Throughout our relationship, I was diligent about never asking J for things he wouldn’t do, or couldn’t do. I never asked him to put me above his work, his dreams, or his plans — not even in small ways. I never called on him in such a way that he was forced to choose between what he should do, what he needed to do, and what I wanted him to do. It’s not that I never needed him — I did — I just never asked.
In part, it’s because I never wanted to put him in that position, and in part, it’s because I hate hearing ‘no.’ To me, ‘no’ sounds like rejection, and in my head, it negates things that had nothing to do with whatever-it-is that was asked for.
But I should have.
I should have asked for more.
That realization came to me four months ago just past 2am on a unkempt two lane highway that cuts across the state, halfway between his place and mine.
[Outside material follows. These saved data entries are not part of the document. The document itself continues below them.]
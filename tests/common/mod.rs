#![allow(dead_code)]

use admin_core::{Admin, AdminConfig, FieldDef, ModelDef, Record, Registry, SqliteStore, Store};
use serde_json::Value;
use std::sync::Arc;

pub const MODELS: [&str; 7] = ["Company", "CreditCard", "Address", "Language", "Phone", "Profile", "User"];

pub fn models() -> Vec<ModelDef> {
    vec![
        ModelDef::new("Company")
            .with_id_and_timestamps()
            .field(FieldDef::new("Name", "string")),
        ModelDef::new("CreditCard")
            .with_id_and_timestamps()
            .field(FieldDef::new("Number", "string"))
            .field(FieldDef::new("Issuer", "string")),
        ModelDef::new("Address")
            .with_id_and_timestamps()
            .field(FieldDef::new("UserID", "uint"))
            .field(FieldDef::new("Address1", "string"))
            .field(FieldDef::new("Address2", "string")),
        ModelDef::new("Language")
            .with_id_and_timestamps()
            .field(FieldDef::new("Name", "string")),
        ModelDef::new("Phone")
            .with_id_and_timestamps()
            .field(FieldDef::new("ProfileID", "uint"))
            .field(FieldDef::new("Num", "string")),
        ModelDef::new("Profile")
            .with_id_and_timestamps()
            .field(FieldDef::new("UserID", "uint"))
            .field(FieldDef::new("Name", "string"))
            .field(FieldDef::new("Phone", "Phone")),
        ModelDef::new("User")
            .with_id_and_timestamps()
            .field(FieldDef::new("Name", "string").valid("required"))
            .field(FieldDef::new("Age", "uint"))
            .field(FieldDef::new("Role", "string"))
            .field(FieldDef::new("Active", "bool"))
            .field(FieldDef::new("RegisteredAt", "*time.Time"))
            .field(FieldDef::new("Profile", "Profile"))
            .field(FieldDef::new("CreditCardID", "uint"))
            .field(FieldDef::new("CreditCard", "CreditCard"))
            .field(FieldDef::new("Addresses", "[]Address"))
            .field(FieldDef::new("CompanyID", "uint"))
            .field(FieldDef::new("Company", "*Company"))
            .field(FieldDef::new("Languages", "[]Language").tag("many2many:user_languages")),
    ]
}

/// Admin over a fresh in-memory SQLite database with a default resource per model.
pub async fn admin() -> Admin {
    let store: Arc<dyn Store> = Arc::new(SqliteStore::memory().await.unwrap());
    let registry = Arc::new(Registry::new());
    for def in models() {
        registry.register(def).unwrap();
    }
    let mut admin = Admin::new(store, registry, AdminConfig::default());
    admin.auto_migrate().await.unwrap();
    for model in MODELS {
        admin.add_default_resource(model).unwrap();
    }
    admin
}

pub fn record(value: Value) -> Record {
    value.as_object().cloned().unwrap()
}

/// Saves `value` as a `model` and returns the stored record.
pub async fn create(admin: &Admin, model: &str, value: Value) -> Record {
    let schema = admin.registry().parse(model).unwrap();
    let mut rec = schema.new_record();
    rec.extend(record(value));
    admin.db().save(model, &mut rec).await.unwrap();
    rec
}

pub fn id(record: &Record) -> u64 {
    record["ID"].as_u64().unwrap()
}
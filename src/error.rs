//! Typed errors and HTTP mapping.

use crate::validations::ValidationError;
use axum::{
    http::StatusCode,
    response::{IntoResponse, Response},
    Json,
};
use serde::Serialize;
use thiserror::Error;

/// Setup-time errors raised while parsing model schemas or initializing metas.
#[derive(Error, Debug, Clone, PartialEq)]
pub enum SchemaError {
    #[error("model {model} has no primary key")]
    NoPrimaryKey { model: String },
    #[error("unknown model: {0}")]
    UnknownModel(String),
    #[error("model {model} field {field}: unknown type '{ty}'")]
    UnknownType { model: String, field: String, ty: String },
    #[error("model {model} field {field}: {reason}")]
    InvalidRelationship { model: String, field: String, reason: String },
    #[error("meta {model} no field: {segment}")]
    FieldNotFound { model: String, path: String, segment: String },
    #[error("meta {meta}: {reason}")]
    InvalidMeta { meta: String, reason: String },
    #[error("meta {meta}: no setter for field kind {kind}")]
    NoSetter { meta: String, kind: String },
}

#[derive(Error, Debug)]
pub enum ConfigError {
    #[error("duplicate model: {0}")]
    DuplicateModel(String),
    #[error("duplicate field: model {model} field {field}")]
    DuplicateField { model: String, field: String },
    #[error("invalid primary key: model {model} field {field}")]
    InvalidPrimaryKey { model: String, field: String },
    #[error("environment: {key}: {reason}")]
    Env { key: &'static str, reason: String },
    #[error("config load: {0}")]
    Load(String),
    #[error("validation: {0}")]
    Validation(String),
}

/// Coercion failure for a single submitted value.
#[derive(Error, Debug, Clone, PartialEq)]
pub enum CodecError {
    #[error("'{0}' is not a number")]
    NotNumber(String),
    #[error("'{0}' is not a valid time")]
    InvalidTime(String),
    #[error("'{0}' is not a valid uuid")]
    InvalidUuid(String),
    #[error("scan: {0}")]
    Scan(String),
}

#[derive(Error, Debug)]
pub enum AppError {
    #[error(transparent)]
    Schema(#[from] SchemaError),
    #[error(transparent)]
    Config(#[from] ConfigError),
    #[error("permission denied")]
    PermissionDenied,
    #[error("record not found")]
    RecordNotFound,
    #[error("validation: {}", join_messages(.0))]
    Validation(Vec<ValidationError>),
    #[error(transparent)]
    Codec(#[from] CodecError),
    #[error("database: {0}")]
    Db(#[from] sqlx::Error),
    #[error("serialization: {0}")]
    Serialization(#[from] serde_json::Error),
    #[error("bad request: {0}")]
    BadRequest(String),
}

fn join_messages(errors: &[ValidationError]) -> String {
    errors
        .iter()
        .map(|e| e.message.as_str())
        .collect::<Vec<_>>()
        .join("; ")
}

#[derive(Serialize)]
pub struct ErrorBody {
    pub error: ErrorDetail,
}

#[derive(Serialize)]
pub struct ErrorDetail {
    pub code: String,
    pub message: String,
    #[serde(skip_serializing_if = "Option::is_none")]
    pub details: Option<serde_json::Value>,
}

impl IntoResponse for AppError {
    fn into_response(self) -> Response {
        let (status, code) = match &self {
            AppError::Schema(_) => (StatusCode::INTERNAL_SERVER_ERROR, "schema_error"),
            AppError::Config(_) => (StatusCode::INTERNAL_SERVER_ERROR, "config_error"),
            AppError::PermissionDenied => (StatusCode::FORBIDDEN, "permission_denied"),
            AppError::RecordNotFound => (StatusCode::NOT_FOUND, "not_found"),
            AppError::Validation(_) => (StatusCode::UNPROCESSABLE_ENTITY, "validation_error"),
            AppError::Codec(_) => (StatusCode::BAD_REQUEST, "bad_request"),
            AppError::Db(e) => {
                if let sqlx::Error::RowNotFound = e {
                    (StatusCode::NOT_FOUND, "not_found")
                } else {
                    (StatusCode::INTERNAL_SERVER_ERROR, "database_error")
                }
            }
            AppError::Serialization(_) => (StatusCode::BAD_REQUEST, "bad_request"),
            AppError::BadRequest(_) => (StatusCode::BAD_REQUEST, "bad_request"),
        };
        let details = match &self {
            AppError::Validation(errors) => serde_json::to_value(errors).ok(),
            _ => None,
        };
        let body = ErrorBody {
            error: ErrorDetail {
                code: code.to_string(),
                message: self.to_string(),
                details,
            },
        };
        (status, Json(body)).into_response()
    }
}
I spent the prior months in as much blissful denial and sugar-coated idealism as I could maintain. (For the record, my idealism was for the future, not the present.) There was some anger here and there, but it was managed well-enough… because we still had more time. I still had little, happy things to look forward to and small comforts to wrap myself in.
But then I realized I was running out of both.
There was no more time and nothing to look forward to, and then there were no small comforts left.
I had no idea what I intended to say to J that night, but I knew I should have asked for more.
More love? More attention? More reassurance? More time…?
It didn’t matter — he had none left to give. I don’t feel bad for having wanted it, but I would have felt awful if I had asked… because I hate asking, but mostly, because I hate hearing “no.”